Go through the records below and copy out every line holding "that".

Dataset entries
- - - - -
//! Lifecycle reporting: operations, analytics, receive receipts and opens.

mod analytics;
mod opened;
mod operations;
mod receipt;
mod retry_policy;
mod transport;
mod worker;

pub use analytics::{AnalyticsTracker, TrackerCapabilities};
pub use opened::OpenProcessor;
pub use operations::{ExecutorTag, Operation, OperationQueue, OperationReceiver, QueuedOperation};
pub use receipt::ReceiptProcessor;
pub use retry_policy::RetryPolicy;
pub use transport::{classify_status, HttpReportTransport, ReportTransport};
pub use worker::{run_operation, OperationExecutors, OperationResult, OperationWorker};

#[cfg(feature = "mock")]
pub use transport::MockReportTransport;
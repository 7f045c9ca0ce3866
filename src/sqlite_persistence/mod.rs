//! Shared SQLite helpers: declarative tables and versioned schemas.

mod versioned_schema;

pub use versioned_schema::{Column, SqlType, Table, VersionedSchema};

/// Offset added to every schema version stored in `PRAGMA user_version`.
///
/// Lets us tell a database created by this crate apart from an arbitrary
/// SQLite file that happens to have a small user_version.
pub const BASE_DB_VERSION: usize = 7_300;
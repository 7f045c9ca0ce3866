//! Retry policy for failed reports.
//!
//! Implements exponential backoff with configurable parameters.

use std::time::Duration;

use crate::config::ReportingSettings;
use crate::notifications::NotificationError;

/// Retry policy implementing exponential backoff.
#[derive(Debug, Clone)]
pub struct RetryPolicy {
    /// Maximum number of retries before permanent failure.
    pub max_retries: u32,
    /// Initial backoff duration in seconds.
    pub initial_backoff_secs: u64,
    /// Maximum backoff duration in seconds (cap for exponential growth).
    pub max_backoff_secs: u64,
    /// Multiplier applied to backoff after each retry.
    pub backoff_multiplier: f64,
}

impl RetryPolicy {
    /// Create a new RetryPolicy from configuration settings.
    pub fn new(config: &ReportingSettings) -> Self {
        Self {
            max_retries: config.max_retries,
            initial_backoff_secs: config.initial_backoff_secs,
            max_backoff_secs: config.max_backoff_secs,
            backoff_multiplier: config.backoff_multiplier,
        }
    }

    /// Policy that never waits between attempts.
    pub fn immediate(max_retries: u32) -> Self {
        Self {
            max_retries,
            initial_backoff_secs: 0,
            max_backoff_secs: 0,
            backoff_multiplier: 1.0,
        }
    }

    /// Check if an error should be retried given the current retry count.
    ///
    /// Returns true if the error kind is retryable and the retry count is
    /// less than max_retries.
    pub fn should_retry(&self, error: &NotificationError, retry_count: u32) -> bool {
        error.is_retryable() && retry_count < self.max_retries
    }

    /// Backoff in seconds before retry number `retry_count` (0-based):
    /// `initial_backoff * multiplier^retry_count`, capped at `max_backoff_secs`.
    pub fn backoff_secs(&self, retry_count: u32) -> u64 {
        let exponent = i32::try_from(retry_count).unwrap_or(i32::MAX);
        let backoff = self.initial_backoff_secs as f64 * self.backoff_multiplier.powi(exponent);
        (backoff.min(self.max_backoff_secs as f64)) as u64
    }

    pub fn backoff(&self, retry_count: u32) -> Duration {
        Duration::from_secs(self.backoff_secs(retry_count))
    }
}

impl Default for RetryPolicy {
    fn default() -> Self {
        Self::new(&ReportingSettings::default())
    }
}
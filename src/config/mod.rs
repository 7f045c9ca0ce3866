mod file_config;

pub use file_config::{BackgroundJobsConfig, FileConfig, ReportingConfig};

use crate::params::{PolicyParams, DEFAULT_MAX_VISIBLE, DEFAULT_TTL_SECS};
use crate::notifications::DEFAULT_RETENTION_WINDOW_SECS;
use anyhow::{bail, Result};
use std::path::PathBuf;

/// CLI arguments that can be used for config resolution.
/// This struct mirrors the CLI arguments that can be overridden by TOML config.
#[derive(Debug, Clone)]
pub struct CliConfig {
    pub db_dir: Option<PathBuf>,
    pub max_visible: usize,
    pub retention_window_secs: i64,
    pub report_endpoint: Option<String>,
    pub report_timeout_secs: u64,
}

impl Default for CliConfig {
    fn default() -> Self {
        Self {
            db_dir: None,
            max_visible: DEFAULT_MAX_VISIBLE,
            retention_window_secs: DEFAULT_RETENTION_WINDOW_SECS,
            report_endpoint: None,
            report_timeout_secs: 30,
        }
    }
}

#[derive(Debug, Clone)]
pub struct AppConfig {
    pub db_dir: PathBuf,

    /// Initial policy served by the parameters service.
    pub policy: PolicyParams,

    // Feature configs (with defaults)
    pub reporting: ReportingSettings,
    pub background_jobs: BackgroundJobsSettings,
}

impl AppConfig {
    /// Resolve configuration from CLI arguments and optional TOML file config.
    /// TOML values override CLI values where present.
    pub fn resolve(cli: &CliConfig, file_config: Option<FileConfig>) -> Result<Self> {
        let file = file_config.unwrap_or_default();

        let db_dir = file
            .db_dir
            .map(PathBuf::from)
            .or_else(|| cli.db_dir.clone())
            .ok_or_else(|| {
                anyhow::anyhow!("db_dir must be specified via --db-dir or in config file")
            })?;

        if !db_dir.exists() {
            bail!("Database directory does not exist: {:?}", db_dir);
        }
        if !db_dir.is_dir() {
            bail!("db_dir is not a directory: {:?}", db_dir);
        }

        let defaults = PolicyParams::default();
        let policy = PolicyParams {
            retention_window_secs: file
                .retention_window_secs
                .unwrap_or(cli.retention_window_secs),
            max_visible: file.max_visible.unwrap_or(cli.max_visible),
            restore_ttl_filter: file
                .restore_ttl_filter
                .unwrap_or(defaults.restore_ttl_filter),
            receive_receipts_enabled: file
                .receive_receipts_enabled
                .unwrap_or(defaults.receive_receipts_enabled),
            default_ttl_secs: file.default_ttl_secs.unwrap_or(DEFAULT_TTL_SECS),
        };

        if policy.max_visible == 0 {
            bail!("max_visible must be greater than zero");
        }
        if policy.retention_window_secs <= 0 {
            bail!(
                "retention_window_secs must be positive, got {}",
                policy.retention_window_secs
            );
        }
        if policy.default_ttl_secs <= 0 {
            bail!(
                "default_ttl_secs must be positive, got {}",
                policy.default_ttl_secs
            );
        }

        // Reporting settings - merge file config with defaults
        let rp_file = file.reporting.unwrap_or_default();
        let rp_defaults = ReportingSettings::default();
        let reporting = ReportingSettings {
            endpoint: rp_file.endpoint.or_else(|| cli.report_endpoint.clone()),
            timeout_secs: rp_file.timeout_secs.unwrap_or(cli.report_timeout_secs),
            max_retries: rp_file.max_retries.unwrap_or(rp_defaults.max_retries),
            initial_backoff_secs: rp_file
                .initial_backoff_secs
                .unwrap_or(rp_defaults.initial_backoff_secs),
            max_backoff_secs: rp_file
                .max_backoff_secs
                .unwrap_or(rp_defaults.max_backoff_secs),
            backoff_multiplier: rp_file
                .backoff_multiplier
                .unwrap_or(rp_defaults.backoff_multiplier),
            receipt_max_delay_secs: rp_file
                .receipt_max_delay_secs
                .unwrap_or(rp_defaults.receipt_max_delay_secs),
        };

        if reporting.backoff_multiplier < 1.0 {
            bail!(
                "backoff_multiplier must be at least 1.0, got {}",
                reporting.backoff_multiplier
            );
        }

        let jobs_file = file.background_jobs.unwrap_or_default();
        let background_jobs = BackgroundJobsSettings {
            cleanup_interval_hours: jobs_file
                .cleanup_interval_hours
                .unwrap_or(BackgroundJobsSettings::default().cleanup_interval_hours),
        };

        Ok(Self {
            db_dir,
            policy,
            reporting,
            background_jobs,
        })
    }

    pub fn notifications_db_path(&self) -> PathBuf {
        self.db_dir.join("notifications.db")
    }
}

#[derive(Debug, Clone)]
pub struct ReportingSettings {
    /// Reports are only sent when an endpoint is configured.
    pub endpoint: Option<String>,
    pub timeout_secs: u64,
    pub max_retries: u32,
    pub initial_backoff_secs: u64,
    pub max_backoff_secs: u64,
    pub backoff_multiplier: f64,
    pub receipt_max_delay_secs: u64,
}

impl Default for ReportingSettings {
    fn default() -> Self {
        Self {
            endpoint: None,
            timeout_secs: 30,
            max_retries: 5,
            initial_backoff_secs: 15,
            max_backoff_secs: 3600,
            backoff_multiplier: 2.0,
            receipt_max_delay_secs: 25,
        }
    }
}

#[derive(Debug, Clone)]
pub struct BackgroundJobsSettings {
    pub cleanup_interval_hours: u64,
}

impl Default for BackgroundJobsSettings {
    fn default() -> Self {
        Self {
            cleanup_interval_hours: 24,
        }
    }
}
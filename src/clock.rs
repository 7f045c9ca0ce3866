//! Wall clock abstraction.

use std::sync::atomic::{AtomicI64, Ordering};

/// Source of the current time in seconds since epoch.
pub trait Clock: Send + Sync {
    fn now(&self) -> i64;
}

#[derive(Debug, Default, Clone, Copy)]
pub struct SystemClock;

impl Clock for SystemClock {
    fn now(&self) -> i64 {
        chrono::Utc::now().timestamp()
    }
}

/// Clock that only moves when told to.
#[derive(Debug, Default)]
pub struct ManualClock {
    now: AtomicI64,
}

impl ManualClock {
    pub fn new(now: i64) -> Self {
        Self {
            now: AtomicI64::new(now),
        }
    }

    pub fn set(&self, now: i64) {
        self.now.store(now, Ordering::SeqCst);
    }

    pub fn advance(&self, secs: i64) {
        self.now.fetch_add(secs, Ordering::SeqCst);
    }
}

impl Clock for ManualClock {
    fn now(&self) -> i64 {
        self.now.load(Ordering::SeqCst)
    }
}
- - - - -
▶ _FINISHED TASK_:
/// SQLite file that happens to have a small user_version.
    /// Policy that never waits between attempts.
/// CLI arguments that can be used for config resolution.
/// This struct mirrors the CLI arguments that can be overridden by TOML config.
/// Clock that only moves when told to.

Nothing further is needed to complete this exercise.